**Try it**:
Each record that follows must be given again without alteration.

**Record excerpts**:

//! Replays a fixed sequence of responses

use super::{ModelClient, ModelError, UsageStats};
use std::collections::VecDeque;

/// A model that answers from a script
///
/// Each call pops the next scripted reply. Running past the end yields
/// `ModelError::Other`. Every prompt received is kept for inspection.
#[derive(Debug, Clone)]
pub struct ScriptedModel {
    name: String,
    replies: VecDeque<Result<String, ModelError>>,
    prompts: Vec<String>,
    usage: Option<UsageStats>,
}

impl ScriptedModel {
    /// Script of successful replies
    pub fn new<I, S>(name: impl Into<String>, replies: I) -> Self
    where
        I: IntoIterator<Item = S>,
        S: Into<String>,
    {
        Self::with_results(name, replies.into_iter().map(|r| Ok(r.into())))
    }

    /// Script mixing replies and errors
    pub fn with_results<I>(name: impl Into<String>, replies: I) -> Self
    where
        I: IntoIterator<Item = Result<String, ModelError>>,
    {
        Self {
            name: name.into(),
            replies: replies.into_iter().collect(),
            prompts: Vec::new(),
            usage: None,
        }
    }

    /// Report these usage figures for every successful call
    #[must_use]
    pub const fn with_usage(mut self, usage: UsageStats) -> Self {
        self.usage = Some(usage);
        self
    }

    /// Prompts received so far, in order
    #[must_use]
    pub fn prompts(&self) -> &[String] {
        &self.prompts
    }

    /// Replies not yet consumed
    #[must_use]
    pub fn remaining(&self) -> usize {
        self.replies.len()
    }
}

impl ModelClient for ScriptedModel {
    fn generate(&mut self, prompt: &str) -> Result<String, ModelError> {
        self.prompts.push(prompt.to_string());
        self.replies
            .pop_front()
            .unwrap_or_else(|| Err(ModelError::Other("script exhausted".into())))
    }

    fn model_name(&self) -> &str {
        &self.name
    }

    fn usage(&self) -> Option<UsageStats> {
        self.usage
    }
}
//! Wordle word representation
//!
//! A Word is a validated, canonical (uppercase) 5-letter ASCII word.

use rustc_hash::FxHashMap;
use std::fmt;
use thiserror::Error;

/// Number of letters in every Wordle word
pub const WORD_LENGTH: usize = 5;

/// A validated 5-letter Wordle word, stored uppercase
#[derive(Debug, Clone, PartialEq, Eq, Hash)]
pub struct Word {
    text: String,
    letters: [u8; WORD_LENGTH],
}

/// Shape errors for a candidate word
///
/// These describe a malformed guess, never an unknown one. Vocabulary
/// membership is checked separately by the game.
#[derive(Debug, Clone, PartialEq, Eq, Error)]
pub enum WordError {
    #[error("Guess must be a {WORD_LENGTH}-letter word, got {0} characters")]
    InvalidLength(usize),

    #[error("Guess must only contain alphabetical characters")]
    InvalidCharacters,
}

impl Word {
    /// Create a new Word from a string
    ///
    /// Surrounding whitespace is trimmed and the text is normalized to uppercase.
    ///
    /// # Errors
    /// Returns `WordError` if the trimmed text is not exactly 5 ASCII letters.
    ///
    /// # Examples
    /// ```
    /// use wordle_bench::core::Word;
    ///
    /// let word = Word::new(" crane ").unwrap();
    /// assert_eq!(word.text(), "CRANE");
    ///
    /// assert!(Word::new("too long").is_err());
    /// assert!(Word::new("sh0rt").is_err());
    /// ```
    pub fn new(text: impl AsRef<str>) -> Result<Self, WordError> {
        let trimmed = text.as_ref().trim();

        let length = trimmed.chars().count();
        if length != WORD_LENGTH {
            return Err(WordError::InvalidLength(length));
        }

        if !trimmed.chars().all(|c| c.is_ascii_alphabetic()) {
            return Err(WordError::InvalidCharacters);
        }

        let text = trimmed.to_ascii_uppercase();
        let mut letters = [0u8; WORD_LENGTH];
        letters.copy_from_slice(text.as_bytes());

        Ok(Self { text, letters })
    }

    /// Get the word as a string slice
    #[inline]
    #[must_use]
    pub fn text(&self) -> &str {
        &self.text
    }

    /// Get the word as an uppercase byte array
    #[inline]
    #[must_use]
    pub const fn letters(&self) -> &[u8; WORD_LENGTH] {
        &self.letters
    }

    /// Count occurrences of each letter
    ///
    /// Used by scoring to hand out each target letter at most once.
    #[must_use]
    pub fn letter_counts(&self) -> FxHashMap<u8, u8> {
        let mut counts = FxHashMap::default();
        for &ch in &self.letters {
            *counts.entry(ch).or_insert(0) += 1;
        }
        counts
    }

    /// Consume the word, returning its canonical text
    #[must_use]
    pub fn into_string(self) -> String {
        self.text
    }
}

/// Check the generic shape rule without allocating a `Word`
#[must_use]
pub fn is_valid_format(text: &str) -> bool {
    text.chars().count() == WORD_LENGTH && text.chars().all(|c| c.is_ascii_alphabetic())
}

impl fmt::Display for Word {
    fn fmt(&self, f: &mut fmt::Formatter<'_>) -> fmt::Result {
        f.write_str(&self.text)
    }
}

impl From<Word> for String {
    fn from(word: Word) -> Self {
        word.text
    }
}

#[cfg(test)]
mod tests {
    use super::*;

    #[test]
    fn word_creation_valid() {
        let word = Word::new("CRANE").unwrap();
        assert_eq!(word.text(), "CRANE");
        assert_eq!(word.letters(), b"CRANE");
    }

    #[test]
    fn word_creation_normalizes_case_and_whitespace() {
        assert_eq!(Word::new("crane").unwrap().text(), "CRANE");
        assert_eq!(Word::new("CrAnE").unwrap().text(), "CRANE");
        assert_eq!(Word::new("  slate\n").unwrap().text(), "SLATE");
    }

    #[test]
    fn word_creation_invalid_length() {
        assert_eq!(Word::new("too long"), Err(WordError::InvalidLength(8)));
        assert_eq!(Word::new("shrt"), Err(WordError::InvalidLength(4)));
        assert_eq!(Word::new(""), Err(WordError::InvalidLength(0)));
    }

    #[test]
    fn word_creation_invalid_characters() {
        assert_eq!(Word::new("cran3"), Err(WordError::InvalidCharacters));
        assert_eq!(Word::new("cr ne"), Err(WordError::InvalidCharacters));
        assert_eq!(Word::new("cran!"), Err(WordError::InvalidCharacters));
        // Non-ASCII letters are counted as characters, not bytes
        assert_eq!(Word::new("caféé"), Err(WordError::InvalidCharacters));
    }

    #[test]
    fn word_letter_counts_duplicates() {
        let counts = Word::new("speed").unwrap().letter_counts();
        assert_eq!(counts.get(&b'S'), Some(&1));
        assert_eq!(counts.get(&b'E'), Some(&2));
        assert_eq!(counts.get(&b'D'), Some(&1));
        assert_eq!(counts.len(), 4);
    }

    #[test]
    fn format_check_matches_constructor() {
        for text in ["CRANE", "crane", "cran3", "four", "sixsix", ""] {
            assert_eq!(is_valid_format(text), Word::new(text).is_ok(), "{text}");
        }
    }

    #[test]
    fn error_messages_are_descriptive() {
        assert_eq!(
            WordError::InvalidLength(3).to_string(),
            "Guess must be a 5-letter word, got 3 characters"
        );
        assert_eq!(
            WordError::InvalidCharacters.to_string(),
            "Guess must only contain alphabetical characters"
        );
    }
}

**Answer space**:
//! Replays a fixed sequence of responses

use super::{ModelClient, ModelError, UsageStats};
use std::collections::VecDeque;

/// A model that answers from a script
///
/// Each call pops the next scripted reply. Running past the end yields
/// `ModelError::Other`. Every prompt received is kept for inspection.
#[derive(Debug, Clone)]
pub struct ScriptedModel {
    name: String,
    replies: VecDeque<Result<String, ModelError>>,
    prompts: Vec<String>,
    usage: Option<UsageStats>,
}

impl ScriptedModel {
    /// Script of successful replies
    pub fn new<I, S>(name: impl Into<String>, replies: I) -> Self
    where
        I: IntoIterator<Item = S>,
        S: Into<String>,
    {
        Self::with_results(name, replies.into_iter().map(|r| Ok(r.into())))
    }

    /// Script mixing replies and errors
    pub fn with_results<I>(name: impl Into<String>, replies: I) -> Self
    where
        I: IntoIterator<Item = Result<String, ModelError>>,
    {
        Self {
            name: name.into(),
            replies: replies.into_iter().collect(),
            prompts: Vec::new(),
            usage: None,
        }
    }

    /// Report these usage figures for every successful call
    #[must_use]
    pub const fn with_usage(mut self, usage: UsageStats) -> Self {
        self.usage = Some(usage);
        self
    }

    /// Prompts received so far, in order
    #[must_use]
    pub fn prompts(&self) -> &[String] {
        &self.prompts
    }

    /// Replies not yet consumed
    #[must_use]
    pub fn remaining(&self) -> usize {
        self.replies.len()
    }
}

impl ModelClient for ScriptedModel {
    fn generate(&mut self, prompt: &str) -> Result<String, ModelError> {
        self.prompts.push(prompt.to_string());
        self.replies
            .pop_front()
            .unwrap_or_else(|| Err(ModelError::Other("script exhausted".into())))
    }

    fn model_name(&self) -> &str {
        &self.name
    }

    fn usage(&self) -> Option<UsageStats> {
        self.usage
    }
}
//! Wordle word representation
//!
//! A Word is a validated, canonical (uppercase) 5-letter ASCII word.

use rustc_hash::FxHashMap;
use std::fmt;
use thiserror::Error;

/// Number of letters in every Wordle word
pub const WORD_LENGTH: usize = 5;

/// A validated 5-letter Wordle word, stored uppercase
#[derive(Debug, Clone, PartialEq, Eq, Hash)]
pub struct Word {
    text: String,
    letters: [u8; WORD_LENGTH],
}

/// Shape errors for a candidate word
///
/// These describe a malformed guess, never an unknown one. Vocabulary
/// membership is checked separately by the game.
#[derive(Debug, Clone, PartialEq, Eq, Error)]
pub enum WordError {
    #[error("Guess must be a {WORD_LENGTH}-letter word, got {0} characters")]
    InvalidLength(usize),

    #[error("Guess must only contain alphabetical characters")]
    InvalidCharacters,
}

impl Word {
    /// Create a new Word from a string
    ///
    /// Surrounding whitespace is trimmed and the text is normalized to uppercase.
    ///
    /// # Errors
    /// Returns `WordError` if the trimmed text is not exactly 5 ASCII letters.
    ///
    /// # Examples
    /// ```
    /// use wordle_bench::core::Word;
    ///
    /// let word = Word::new(" crane ").unwrap();
    /// assert_eq!(word.text(), "CRANE");
    ///
    /// assert!(Word::new("too long").is_err());
    /// assert!(Word::new("sh0rt").is_err());
    /// ```
    pub fn new(text: impl AsRef<str>) -> Result<Self, WordError> {
        let trimmed = text.as_ref().trim();

        let length = trimmed.chars().count();
        if length != WORD_LENGTH {
            return Err(WordError::InvalidLength(length));
        }

        if !trimmed.chars().all(|c| c.is_ascii_alphabetic()) {
            return Err(WordError::InvalidCharacters);
        }

        let text = trimmed.to_ascii_uppercase();
        let mut letters = [0u8; WORD_LENGTH];
        letters.copy_from_slice(text.as_bytes());

        Ok(Self { text, letters })
    }

    /// Get the word as a string slice
    #[inline]
    #[must_use]
    pub fn text(&self) -> &str {
        &self.text
    }

    /// Get the word as an uppercase byte array
    #[inline]
    #[must_use]
    pub const fn letters(&self) -> &[u8; WORD_LENGTH] {
        &self.letters
    }

    /// Count occurrences of each letter
    ///
    /// Used by scoring to hand out each target letter at most once.
    #[must_use]
    pub fn letter_counts(&self) -> FxHashMap<u8, u8> {
        let mut counts = FxHashMap::default();
        for &ch in &self.letters {
            *counts.entry(ch).or_insert(0) += 1;
        }
        counts
    }

    /// Consume the word, returning its canonical text
    #[must_use]
    pub fn into_string(self) -> String {
        self.text
    }
}

/// Check the generic shape rule without allocating a `Word`
#[must_use]
pub fn is_valid_format(text: &str) -> bool {
    text.chars().count() == WORD_LENGTH && text.chars().all(|c| c.is_ascii_alphabetic())
}

impl fmt::Display for Word {
    fn fmt(&self, f: &mut fmt::Formatter<'_>) -> fmt::Result {
        f.write_str(&self.text)
    }
}

impl From<Word> for String {
    fn from(word: Word) -> Self {
        word.text
    }
}

#[cfg(test)]
mod tests {
    use super::*;

    #[test]
    fn word_creation_valid() {
        let word = Word::new("CRANE").unwrap();
        assert_eq!(word.text(), "CRANE");
        assert_eq!(word.letters(), b"CRANE");
    }

    #[test]
    fn word_creation_normalizes_case_and_whitespace() {
        assert_eq!(Word::new("crane").unwrap().text(), "CRANE");
        assert_eq!(Word::new("CrAnE").unwrap().text(), "CRANE");
        assert_eq!(Word::new("  slate\n").unwrap().text(), "SLATE");
    }

    #[test]
    fn word_creation_invalid_length() {
        assert_eq!(Word::new("too long"), Err(WordError::InvalidLength(8)));
        assert_eq!(Word::new("shrt"), Err(WordError::InvalidLength(4)));
        assert_eq!(Word::new(""), Err(WordError::InvalidLength(0)));
    }

    #[test]
    fn word_creation_invalid_characters() {
        assert_eq!(Word::new("cran3"), Err(WordError::InvalidCharacters));
        assert_eq!(Word::new("cr ne"), Err(WordError::InvalidCharacters));
        assert_eq!(Word::new("cran!"), Err(WordError::InvalidCharacters));
        // Non-ASCII letters are counted as characters, not bytes
        assert_eq!(Word::new("caféé"), Err(WordError::InvalidCharacters));
    }

    #[test]
    fn word_letter_counts_duplicates() {
        let counts = Word::new("speed").unwrap().letter_counts();
        assert_eq!(counts.get(&b'S'), Some(&1));
        assert_eq!(counts.get(&b'E'), Some(&2));
        assert_eq!(counts.get(&b'D'), Some(&1));
        assert_eq!(counts.len(), 4);
    }

    #[test]
    fn format_check_matches_constructor() {
        for text in ["CRANE", "crane", "cran3", "four", "sixsix", ""] {
            assert_eq!(is_valid_format(text), Word::new(text).is_ok(), "{text}");
        }
    }

    #[test]
    fn error_messages_are_descriptive() {
        assert_eq!(
            WordError::InvalidLength(3).to_string(),
            "Guess must be a 5-letter word, got 3 characters"
        );
        assert_eq!(
            WordError::InvalidCharacters.to_string(),
            "Guess must only contain alphabetical characters"
        );
    }
}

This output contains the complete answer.